Ele diz que cotas de exportação coordenadas no Togo, Benin e Gana ajudariam a minimizar os impactos da caça transfronteiriça. Segniagbeto, a autoridade científica da CITES no Togo, que propôs um aumento no monitoramento, também é a favor de uma estratégia mais abrangente.
‘Um negócio desnecessariamente arriscado’
O comércio de píton-real “é um negócio desnecessariamente arriscado do ponto de vista da saúde humana e da conservação e do ponto de vista do bem-estar animal”, diz D’Cruze. “É difícil ver como a atividade pode ser justificada.” Esse conjunto de estudos sobre a píton-real, afirma ele, é apenas o começo do que precisamos saber para tornar o comércio mais sustentável, transparente, seguro e sem crueldade.
Para D’Cruze, o bem-estar das cobras é especialmente importante. Ele observa que estudos acadêmicos já concluíram que os répteis são capazes de sentir dor, estresse, medo e ansiedade. Quando se trata do bem-estar desses animais, devemos pensar neles como pensamos em cães e gatos, afirma. Importadores e criadores também concordam com esse ponto, embora muitas vezes tenham opiniões diferentes sobre o que seriam condições aceitáveis.
Diversos outros estudos são necessários para entender a distribuição das pítons-reais e o status de suas populações, diz Auliya. Quando ele entrou no projeto, ficou chocado com a pouca informação ecológica disponível. “É a espécie de cobra viva mais comercializada do mundo”, afirma ele. “Por que ninguém nunca abordou essas questões?”
Como coordenador da Lista Vermelha da IUCN, uma lista do status de conservação global das espécies, Auliya diz que é hora de considerar alterar a designação da espécie de menos preocupante para quase ameaçada ou até mesmo vulnerável. “Diante das nossas pesquisas e novas descobertas, que apontam para questões de gestão inadequada do comércio e declínios regionais, o status na Lista Vermelha agora deve ser reconsiderado também como medida de precaução”, diz ele.
Hellebuyck afirma que a situação das pítons-reais é bem óbvia. “Não há absolutamente nenhuma necessidade de importá-las”, diz ele, pois elas estão prontamente disponíveis por meio da criação em cativeiro.
Mas a caça de cobras e remoção de ovos é uma importante fonte de renda para os caçadores, diz Segniagbeto, então ele apoia a continuação do comércio — com mais fiscalização.
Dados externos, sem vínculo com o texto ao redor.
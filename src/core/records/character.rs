//! Character operations: class-wide stat adjustments, fusion, and bulk resets.

use crate::{
    entities::{
        Character,
        records::character::{self, CharacterClass},
    },
    errors::{Error, Result},
};
use sea_orm::{ConnectionTrait, Set, TransactionTrait, prelude::*, sea_query::Expr};
use tracing::{info, instrument};

/// Inventory given to Assassins and Scouts by [`update_characters`].
pub const EMPTY_INVENTORY: &str = "The inventory is empty";

const ARCANE_INVENTORY: &str = "Bow of the Elven Lords, Amulet of Eternal Wisdom";
const MARTIAL_INVENTORY: &str = "Dragon Scale Armor, Excalibur";

/// Field values for a new character.
#[derive(Debug, Clone, PartialEq, Eq)]
pub struct NewCharacter {
    /// Character name
    pub name: String,
    /// Character class
    pub class_name: CharacterClass,
    /// Experience level
    pub level: i32,
    /// Strength stat
    pub strength: i32,
    /// Dexterity stat
    pub dexterity: i32,
    /// Intelligence stat
    pub intelligence: i32,
    /// Hit points
    pub hit_points: i32,
    /// Inventory description
    pub inventory: String,
}

impl NewCharacter {
    fn into_active_model(self) -> character::ActiveModel {
        character::ActiveModel {
            name: Set(self.name),
            class_name: Set(self.class_name),
            level: Set(self.level),
            strength: Set(self.strength),
            dexterity: Set(self.dexterity),
            intelligence: Set(self.intelligence),
            hit_points: Set(self.hit_points),
            inventory: Set(self.inventory),
            ..Default::default()
        }
    }
}

/// Inserts a character.
pub async fn create_character<C: ConnectionTrait>(
    db: &C,
    new_character: NewCharacter,
) -> Result<character::Model> {
    if new_character.name.trim().is_empty() {
        return Err(Error::validation("Character name cannot be empty"));
    }
    let stats = [
        ("level", new_character.level),
        ("strength", new_character.strength),
        ("dexterity", new_character.dexterity),
        ("intelligence", new_character.intelligence),
        ("hit points", new_character.hit_points),
    ];
    if let Some((stat, value)) = stats.into_iter().find(|(_, value)| *value < 0) {
        return Err(Error::validation(format!(
            "Character {stat} must be non-negative: {value}"
        )));
    }

    new_character
        .into_active_model()
        .insert(db)
        .await
        .map_err(Into::into)
}

/// Applies the per-class adjustments.
///
/// Mages gain 3 levels and lose 7 intelligence, Warriors lose half their hit
/// points and gain 4 dexterity, Assassins and Scouts have their inventory emptied.
#[instrument(skip(db))]
pub async fn update_characters(db: &DatabaseConnection) -> Result<()> {
    let mages = Character::update_many()
        .col_expr(
            character::Column::Level,
            Expr::col(character::Column::Level).add(3),
        )
        .col_expr(
            character::Column::Intelligence,
            Expr::col(character::Column::Intelligence).sub(7),
        )
        .filter(character::Column::ClassName.eq(CharacterClass::Mage))
        .exec(db)
        .await?;

    // Both operands are integers, so the division truncates.
    let warriors = Character::update_many()
        .col_expr(
            character::Column::HitPoints,
            Expr::col(character::Column::HitPoints).div(2),
        )
        .col_expr(
            character::Column::Dexterity,
            Expr::col(character::Column::Dexterity).add(4),
        )
        .filter(character::Column::ClassName.eq(CharacterClass::Warrior))
        .exec(db)
        .await?;

    let emptied = Character::update_many()
        .col_expr(character::Column::Inventory, Expr::value(EMPTY_INVENTORY))
        .filter(
            character::Column::ClassName.is_in([CharacterClass::Assassin, CharacterClass::Scout]),
        )
        .exec(db)
        .await?;

    info!(
        mages = mages.rows_affected,
        warriors = warriors.rows_affected,
        emptied = emptied.rows_affected,
        "Characters updated"
    );
    Ok(())
}

fn combined(stat: &str, a: i32, b: i32) -> Result<i32> {
    a.checked_add(b)
        .ok_or_else(|| Error::validation(format!("Fused {stat} overflows: {a} + {b}")))
}

#[allow(clippy::cast_possible_truncation)]
fn scaled(stat: &str, a: i32, b: i32, factor: f64) -> Result<i32> {
    let value = (f64::from(combined(stat, a, b)?) * factor).trunc();
    if value < f64::from(i32::MIN) || value > f64::from(i32::MAX) {
        return Err(Error::validation(format!(
            "Fused {stat} overflows: ({a} + {b}) * {factor}"
        )));
    }
    Ok(value as i32)
}

/// Computes the character produced by fusing `first` with `second`.
///
/// Stats scale by fixed factors and truncate toward zero; the inventory depends
/// only on the class of `first`. A stat that no longer fits an `i32` is a
/// validation error.
pub fn fusion_of(first: &character::Model, second: &character::Model) -> Result<NewCharacter> {
    let inventory = match first.class_name {
        CharacterClass::Mage | CharacterClass::Scout => ARCANE_INVENTORY,
        _ => MARTIAL_INVENTORY,
    };

    Ok(NewCharacter {
        name: format!("{} {}", first.name, second.name),
        class_name: CharacterClass::Fusion,
        level: combined("level", first.level, second.level)?.div_euclid(2),
        strength: scaled("strength", first.strength, second.strength, 1.2)?,
        dexterity: scaled("dexterity", first.dexterity, second.dexterity, 1.4)?,
        intelligence: scaled("intelligence", first.intelligence, second.intelligence, 1.5)?,
        hit_points: combined("hit points", first.hit_points, second.hit_points)?,
        inventory: inventory.to_string(),
    })
}

/// Replaces two characters with their fusion in a single transaction.
#[instrument(skip(db, first, second), fields(first = first.id, second = second.id))]
pub async fn fuse_characters(
    db: &DatabaseConnection,
    first: character::Model,
    second: character::Model,
) -> Result<character::Model> {
    let fused = fusion_of(&first, &second)?;

    let txn = db.begin().await?;
    let created = fused.into_active_model().insert(&txn).await?;
    first.delete(&txn).await?;
    second.delete(&txn).await?;
    txn.commit().await?;

    info!(id = created.id, name = %created.name, "Characters fused");
    Ok(created)
}

async fn set_for_all(db: &DatabaseConnection, column: character::Column, value: i32) -> Result<u64> {
    let result = Character::update_many()
        .col_expr(column, Expr::value(value))
        .exec(db)
        .await?;
    Ok(result.rows_affected)
}

/// Sets every character's dexterity to 30.
pub async fn grand_dexterity(db: &DatabaseConnection) -> Result<u64> {
    set_for_all(db, character::Column::Dexterity, 30).await
}

/// Sets every character's intelligence to 40.
pub async fn grand_intelligence(db: &DatabaseConnection) -> Result<u64> {
    set_for_all(db, character::Column::Intelligence, 40).await
}

/// Sets every character's strength to 50.
pub async fn grand_strength(db: &DatabaseConnection) -> Result<u64> {
    set_for_all(db, character::Column::Strength, 50).await
}

/// Deletes characters whose inventory was emptied.
#[instrument(skip(db))]
pub async fn delete_characters(db: &DatabaseConnection) -> Result<u64> {
    let result = Character::delete_many()
        .filter(character::Column::Inventory.eq(EMPTY_INVENTORY))
        .exec(db)
        .await?;
    info!(deleted = result.rows_affected, "Characters deleted");
    Ok(result.rows_affected)
}

#[cfg(test)]
mod tests {
    #![allow(clippy::unwrap_used)]
    use super::*;
    use crate::test_utils::{create_test_character, setup_test_db};
    use sea_orm::{DatabaseBackend, MockDatabase, QueryOrder};

    async fn by_id(db: &DatabaseConnection, id: i64) -> Result<character::Model> {
        Ok(Character::find_by_id(id).one(db).await?.unwrap())
    }

    #[tokio::test]
    async fn test_update_characters_per_class() -> Result<()> {
        let db = setup_test_db().await?;
        let mage = create_test_character(&db, "Gandalf", CharacterClass::Mage).await?;
        let warrior = create_test_character(&db, "Conan", CharacterClass::Warrior).await?;
        let assassin = create_test_character(&db, "Ezio", CharacterClass::Assassin).await?;
        let scout = create_test_character(&db, "Legolas", CharacterClass::Scout).await?;

        update_characters(&db).await?;

        let mage = by_id(&db, mage.id).await?;
        assert_eq!((mage.level, mage.intelligence), (13, 33));

        let warrior = by_id(&db, warrior.id).await?;
        assert_eq!((warrior.hit_points, warrior.dexterity), (50, 34));

        assert_eq!(by_id(&db, assassin.id).await?.inventory, EMPTY_INVENTORY);
        assert_eq!(by_id(&db, scout.id).await?.inventory, EMPTY_INVENTORY);
        Ok(())
    }

    #[tokio::test]
    async fn test_warrior_hit_points_truncate() -> Result<()> {
        let db = setup_test_db().await?;
        let warrior = create_character(
            &db,
            NewCharacter {
                name: "Odd".to_string(),
                class_name: CharacterClass::Warrior,
                level: 1,
                strength: 1,
                dexterity: 1,
                intelligence: 1,
                hit_points: 7,
                inventory: String::new(),
            },
        )
        .await?;

        update_characters(&db).await?;
        assert_eq!(by_id(&db, warrior.id).await?.hit_points, 3);
        Ok(())
    }

    #[tokio::test]
    async fn test_fuse_characters() -> Result<()> {
        let db = setup_test_db().await?;
        let first = create_test_character(&db, "Merlin", CharacterClass::Mage).await?;
        let second = create_test_character(&db, "Arthur", CharacterClass::Warrior).await?;

        let fused = fuse_characters(&db, first, second).await?;

        assert_eq!(fused.name, "Merlin Arthur");
        assert_eq!(fused.class_name, CharacterClass::Fusion);
        assert_eq!(fused.level, 10);
        assert_eq!(fused.strength, 48);
        assert_eq!(fused.dexterity, 84);
        assert_eq!(fused.intelligence, 120);
        assert_eq!(fused.hit_points, 200);
        assert_eq!(fused.inventory, ARCANE_INVENTORY);

        let remaining = Character::find()
            .order_by_asc(character::Column::Id)
            .all(&db)
            .await?;
        assert_eq!(remaining, vec![fused]);
        Ok(())
    }

    #[tokio::test]
    async fn test_fusion_inventory_depends_on_first_class() -> Result<()> {
        let db = setup_test_db().await?;
        let warrior = create_test_character(&db, "A", CharacterClass::Warrior).await?;
        let scout = create_test_character(&db, "B", CharacterClass::Scout).await?;

        assert_eq!(fusion_of(&warrior, &scout)?.inventory, MARTIAL_INVENTORY);
        assert_eq!(fusion_of(&scout, &warrior)?.inventory, ARCANE_INVENTORY);
        Ok(())
    }

    #[tokio::test]
    async fn test_grand_stats_and_delete() -> Result<()> {
        let db = setup_test_db().await?;
        create_test_character(&db, "Ezio", CharacterClass::Assassin).await?;
        let mage = create_test_character(&db, "Gandalf", CharacterClass::Mage).await?;

        assert_eq!(grand_dexterity(&db).await?, 2);
        grand_intelligence(&db).await?;
        grand_strength(&db).await?;

        let stored = by_id(&db, mage.id).await?;
        assert_eq!(
            (stored.dexterity, stored.intelligence, stored.strength),
            (30, 40, 50)
        );

        update_characters(&db).await?;
        assert_eq!(delete_characters(&db).await?, 1);
        assert_eq!(Character::find().count(&db).await?, 1);
        Ok(())
    }

    fn sturdy(name: &str) -> NewCharacter {
        NewCharacter {
            name: name.to_string(),
            class_name: CharacterClass::Warrior,
            level: 1,
            strength: 1,
            dexterity: 1,
            intelligence: 1,
            hit_points: 1,
            inventory: String::new(),
        }
    }

    #[tokio::test]
    async fn test_fuse_characters_rejects_overflow() -> Result<()> {
        let db = setup_test_db().await?;
        let first = create_character(
            &db,
            NewCharacter {
                hit_points: i32::MAX,
                ..sturdy("Titan")
            },
        )
        .await?;
        let second = create_character(&db, sturdy("Golem")).await?;

        let result = fuse_characters(&db, first, second).await;
        assert!(matches!(result.unwrap_err(), Error::Validation { .. }));
        // nothing was fused or deleted
        assert_eq!(Character::find().count(&db).await?, 2);
        Ok(())
    }

    #[tokio::test]
    async fn test_fusion_of_checks_every_stat() -> Result<()> {
        let db = setup_test_db().await?;
        let base = create_character(&db, sturdy("Base")).await?;
        let overflowing = [
            NewCharacter {
                level: i32::MAX,
                ..sturdy("Level")
            },
            NewCharacter {
                // sum fits, scaled value does not
                strength: 1_800_000_000,
                ..sturdy("Strength")
            },
            NewCharacter {
                dexterity: i32::MAX,
                ..sturdy("Dexterity")
            },
            NewCharacter {
                intelligence: 1_500_000_000,
                ..sturdy("Intelligence")
            },
        ];

        for new_character in overflowing {
            let big = create_character(&db, new_character).await?;
            let result = fusion_of(&big, &base);
            assert!(
                matches!(result, Err(Error::Validation { .. })),
                "{} should overflow",
                big.name
            );
        }
        Ok(())
    }

    #[tokio::test]
    async fn test_create_character_rejects_negative_stats() -> Result<()> {
        // Validation fails before any query is issued
        let db = MockDatabase::new(DatabaseBackend::Sqlite).into_connection();

        let result = create_character(
            &db,
            NewCharacter {
                hit_points: -7,
                ..sturdy("Cursed")
            },
        )
        .await;
        assert!(matches!(result.unwrap_err(), Error::Validation { .. }));

        let result = create_character(
            &db,
            NewCharacter {
                level: -1,
                ..sturdy("Cursed")
            },
        )
        .await;
        assert!(matches!(result.unwrap_err(), Error::Validation { .. }));
        Ok(())
    }
}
Layman, da Gourmet Rodents, afirma que esse também é o desejo dos importadores. “A nossa indústria não está tentando dizimar populações selvagens”, afirma ele. “Isso não nos beneficia. Queremos fazer a coisa certa e de modo responsável”, apoiando exportações sustentáveis.
No fim, tudo se resume aos compradores, afirma Auliya. O mercado de pítons-reais selvagens na América do Norte e na Europa só existe porque as pessoas as adquirem como animais de estimação. Os compradores precisam mostrar responsabilidade pela vida selvagem, diz ele. “Nós, [os clientes], somos responsáveis por grande parte do estrago. Não estamos preocupados com a maneira como eles as capturam, o manejo que realizam”, diz ele. “Apenas queremos tê-los como nossos animais de estimação. Estamos explorando a natureza deles para atender nossos interesses.”